People — mainly ladies — tried, but they just couldn’t.
He was a mixed up fellow, a victim of circumstance kept on the outer rim of society by the impenetrable cultural barrier it would take years in the United States to scale.
He’d walk into any bar in Squawhammer, Alabama, and at least three lonely, straight women would look over their shoulder and squeal with delight, hoping the beefy, talcum powder-toned ox would sidle into a chair next to them so they could waste away the evening complaining about the dearth of available men with their new gay buddy.  The problem was, ol’ Gort was not gay.  Was it wrong for these women to assume Klaus was a homosexual?  Of course not.  The only other men who wore skirts in Squawhammer were the local clan of self-proclaimed Scotsmen — of which, only one had red hair and could boast more than an eighth Scottish blood — whose short, plaid kilts could be identified from miles away by the abhorrent combinations of plaid.  Not to mention the hair on their legs was so thick, they all looked like they were wearing bear pelt leggings under their checkered skirts.  Klaus did not wear a kilt.  He wore legitimate skirts sporting patterns that would cause the ’70s to blush.  His legs were also so smooth and hairless they radiated moonlight after dark, but that was a by-product of his Latvian heritage, not choice.  Needless to say, the odds that a woman might assume Klaus Gort was straight upon first glance was worse than a mouse’s chance against a .600 millimeter round fired at point-blank range from an elephant gun.
Klaus’ fatal flaw was his over enthusiastic ego, which never benefited from the initial doting the victim-to-be slathered him with upon introduction.  His chest would swell and he would reply, “Well, sank yoo bery myuch,” when she commented on the fact that he was one of the few men in Alabama whose pectoral muscles protruded further than his gut.  Sometimes, he would even reach out and help himself to a handful of her breast after she poked his, which was fine with them since he was gay and all.
The woman brave enough to wave him over might start to get suspicious of his heterosexuality when he told stories of Zerba, Veirhausa, and Fran, his wives still in Latvia — waiting by their meager firesides with their seventeen-year-old, blind snow ferrets curled up in their laps, standing eagerly at their mailboxes every afternoon for the hefty American checks he promised to send back once he started making money, but never did — but would squelch the idea once she re-realized that he was, in fact, wearing a skirt.  But as the evening progressed and more alcohol seeped into Klaus’ already half-retarded brain, he would make a pass on the unsuspecting female, causing her to dodge his chapped, plastic-y lips as they careened towards her’s like a pair of dim-witted cows racing towards the only patch of green left in a two-acre pasture.  Without fail, he’d end up the floor, face down in the perpetual thin film of boot dirt and manure.
Q: But why skirts?  Why would a straight man, trying as hard as he could to walk away with his first helping from the endless buffet of American tail, wear female clothing to attract females?
A: On the airplane ride to America from Latvia, NBC streamed from the satellite box onto the modest personal television screens instead of the scheduled cheesy romance.  At one point, Dateline began and half-way through ran a story on modern lesbianism in the United States.  Spicy scenes of Samantha Ronson and Lindsay Lohan smooching on the beaches of Hawaii, and Ellen DeGeneres wrapping her albino arms around Portia de Rossi, danced across the screen.  That was all it took.  Upon landing, Klaus immediately made his way to the closest department store and bought all the feminine attire he could with the meager sixty-three dollars in his wallet.

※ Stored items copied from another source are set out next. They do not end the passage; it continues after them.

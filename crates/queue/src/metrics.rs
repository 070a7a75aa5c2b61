// Copyright 2025 Crrow
//
// Licensed under the Apache License, Version 2.0 (the "License");
// you may not use this file except in compliance with the License.
// You may obtain a copy of the License at
//
//      http://www.apache.org/licenses/LICENSE-2.0
//
// Unless required by applicable law or agreed to in writing, software
// distributed under the License is distributed on an "AS IS" BASIS,
// WITHOUT WARRANTIES OR CONDITIONS OF ANY KIND, either express or implied.
// See the License for the specific language governing permissions and
// limitations under the License.

use std::{path::Path, sync::LazyLock};

use prometheus::{
    HistogramTimer, HistogramVec, IntCounterVec, IntGaugeVec, register_histogram_vec,
    register_int_counter_vec, register_int_gauge_vec,
};

pub const QUEUE_LABEL: &str = "queue";
pub const OP_LABEL: &str = "op";

pub static QUEUE_PUT: LazyLock<IntCounterVec> = LazyLock::new(|| {
    register_int_counter_vec!(
        "diskq_put_total",
        "Total number of items durably enqueued",
        &[QUEUE_LABEL]
    )
    .unwrap()
});

pub static QUEUE_GET: LazyLock<IntCounterVec> = LazyLock::new(|| {
    register_int_counter_vec!(
        "diskq_get_total",
        "Total number of items dequeued",
        &[QUEUE_LABEL]
    )
    .unwrap()
});

pub static QUEUE_TASK_DONE: LazyLock<IntCounterVec> = LazyLock::new(|| {
    register_int_counter_vec!(
        "diskq_task_done_total",
        "Total number of acknowledged tasks",
        &[QUEUE_LABEL]
    )
    .unwrap()
});

pub static QUEUE_CORRUPT_STORES: LazyLock<IntCounterVec> = LazyLock::new(|| {
    register_int_counter_vec!(
        "diskq_corrupt_stores_total",
        "Total number of data files quarantined as unreadable",
        &[QUEUE_LABEL]
    )
    .unwrap()
});

pub static QUEUE_SIZE: LazyLock<IntGaugeVec> = LazyLock::new(|| {
    register_int_gauge_vec!(
        "diskq_size",
        "Number of items currently in the queue",
        &[QUEUE_LABEL]
    )
    .unwrap()
});

pub static QUEUE_PEAK_SIZE: LazyLock<IntGaugeVec> = LazyLock::new(|| {
    register_int_gauge_vec!(
        "diskq_peak_size",
        "Largest number of items held since the queue was opened",
        &[QUEUE_LABEL]
    )
    .unwrap()
});

pub static QUEUE_PERSIST_DURATION_SECONDS: LazyLock<HistogramVec> = LazyLock::new(|| {
    register_histogram_vec!(
        "diskq_persist_duration_seconds",
        "Time spent persisting one mutation",
        &[QUEUE_LABEL, OP_LABEL]
    )
    .unwrap()
});

/// Label of a queue in the metrics above.
pub(crate) fn queue_label(path: &Path) -> String { path.display().to_string() }

fn gauge_value(size: usize) -> i64 { i64::try_from(size).unwrap_or(i64::MAX) }

/// Per-queue handle onto the shared metric families.
#[derive(Debug, Clone)]
pub(crate) struct QueueMetrics {
    label: String,
}

impl QueueMetrics {
    pub(crate) fn new(path: &Path) -> Self {
        Self {
            label: queue_label(path),
        }
    }

    pub(crate) fn record_recovered(&self, size: usize) {
        QUEUE_SIZE
            .with_label_values(&[self.label.as_str()])
            .set(gauge_value(size));
        QUEUE_PEAK_SIZE
            .with_label_values(&[self.label.as_str()])
            .set(gauge_value(size));
    }

    pub(crate) fn record_put(&self, size: usize, peak: usize) {
        QUEUE_PUT.with_label_values(&[self.label.as_str()]).inc();
        QUEUE_SIZE
            .with_label_values(&[self.label.as_str()])
            .set(gauge_value(size));
        QUEUE_PEAK_SIZE
            .with_label_values(&[self.label.as_str()])
            .set(gauge_value(peak));
    }

    pub(crate) fn record_get(&self, size: usize) {
        QUEUE_GET.with_label_values(&[self.label.as_str()]).inc();
        QUEUE_SIZE
            .with_label_values(&[self.label.as_str()])
            .set(gauge_value(size));
    }

    pub(crate) fn record_restored(&self, size: usize) {
        QUEUE_SIZE
            .with_label_values(&[self.label.as_str()])
            .set(gauge_value(size));
    }

    pub(crate) fn record_task_done(&self) {
        QUEUE_TASK_DONE
            .with_label_values(&[self.label.as_str()])
            .inc();
    }

    pub(crate) fn persist_timer(&self, op: &str) -> HistogramTimer {
        QUEUE_PERSIST_DURATION_SECONDS
            .with_label_values(&[self.label.as_str(), op])
            .start_timer()
    }
}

No one much liked Klaus Gort.

People — mainly ladies — tried, but they just couldn’t.

He was a mixed up fellow, a victim of circumstance kept on the outer rim of society by the impenetrable cultural barrier it would take years in the United States to scale.

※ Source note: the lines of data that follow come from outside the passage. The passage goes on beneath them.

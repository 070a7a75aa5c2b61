// Copyright 2025 Crrow
//
// Licensed under the Apache License, Version 2.0 (the "License");
// you may not use this file except in compliance with the License.
// You may obtain a copy of the License at
//
//      http://www.apache.org/licenses/LICENSE-2.0
//
// Unless required by applicable law or agreed to in writing, software
// distributed under the License is distributed on an "AS IS" BASIS,
// WITHOUT WARRANTIES OR CONDITIONS OF ANY KIND, either express or implied.
// See the License for the specific language governing permissions and
// limitations under the License.

use std::path::PathBuf;

use serde::{Deserialize, Serialize};
use smart_default::SmartDefault;

use crate::{Codec, EngineKind};

#[derive(Debug, Clone, PartialEq, Eq, SmartDefault, Serialize, Deserialize)]
#[serde(default)]
pub struct QueueConfig {
    /// Data file of the queue. Its extension must not be `bak` or `tmp`.
    #[default(PathBuf::from("./queue_data/queue.db"))]
    pub path:    PathBuf,
    /// Capacity bound; 0 means unbounded.
    #[default = 0]
    pub maxsize: usize,
    pub engine:  EngineKind,
    pub codec:   Codec,
}

#[cfg(test)]
mod tests {
    use super::*;

    #[test]
    fn test_default_config() {
        let config = QueueConfig::default();
        assert_eq!(config.maxsize, 0);
        assert_eq!(config.engine, EngineKind::Indexed);
        assert_eq!(config.codec, Codec::Bincode);
    }

    #[test]
    fn test_partial_config_fills_defaults() {
        let config: QueueConfig =
            serde_json::from_str(r#"{"path": "/var/lib/jobs.log", "engine": "append_log"}"#)
                .unwrap();
        assert_eq!(config.path, PathBuf::from("/var/lib/jobs.log"));
        assert_eq!(config.engine, EngineKind::AppendLog);
        assert_eq!(config.maxsize, 0);
        assert_eq!(config.codec, Codec::Bincode);
    }

    #[test]
    fn test_config_round_trips_through_json() {
        let config = QueueConfig {
            path:    PathBuf::from("/tmp/q.dat"),
            maxsize: 8,
            engine:  EngineKind::Snapshot,
            codec:   Codec::Json,
        };
        let json = serde_json::to_string(&config).unwrap();
        assert_eq!(serde_json::from_str::<QueueConfig>(&json).unwrap(), config);
    }
}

He’d walk into any bar in Squawhammer, Alabama, and at least three lonely, straight women would look over their shoulder and squeal with delight, hoping the beefy, talcum powder-toned ox would sidle into a chair next to them so they could waste away the evening complaining about the dearth of available men with their new gay buddy.  The problem was, ol’ Gort was not gay.  Was it wrong for these women to assume Klaus was a homosexual?  Of course not.  The only other men who wore skirts in Squawhammer were the local clan of self-proclaimed Scotsmen — of which, only one had red hair and could boast more than an eighth Scottish blood — whose short, plaid kilts could be identified from miles away by the abhorrent combinations of plaid.  Not to mention the hair on their legs was so thick, they all looked like they were wearing bear pelt leggings under their checkered skirts.  Klaus did not wear a kilt.  He wore legitimate skirts sporting patterns that would cause the ’70s to blush.  His legs were also so smooth and hairless they radiated moonlight after dark, but that was a by-product of his Latvian heritage, not choice.  Needless to say, the odds that a woman might assume Klaus Gort was straight upon first glance was worse than a mouse’s chance against a .600 millimeter round fired at point-blank range from an elephant gun.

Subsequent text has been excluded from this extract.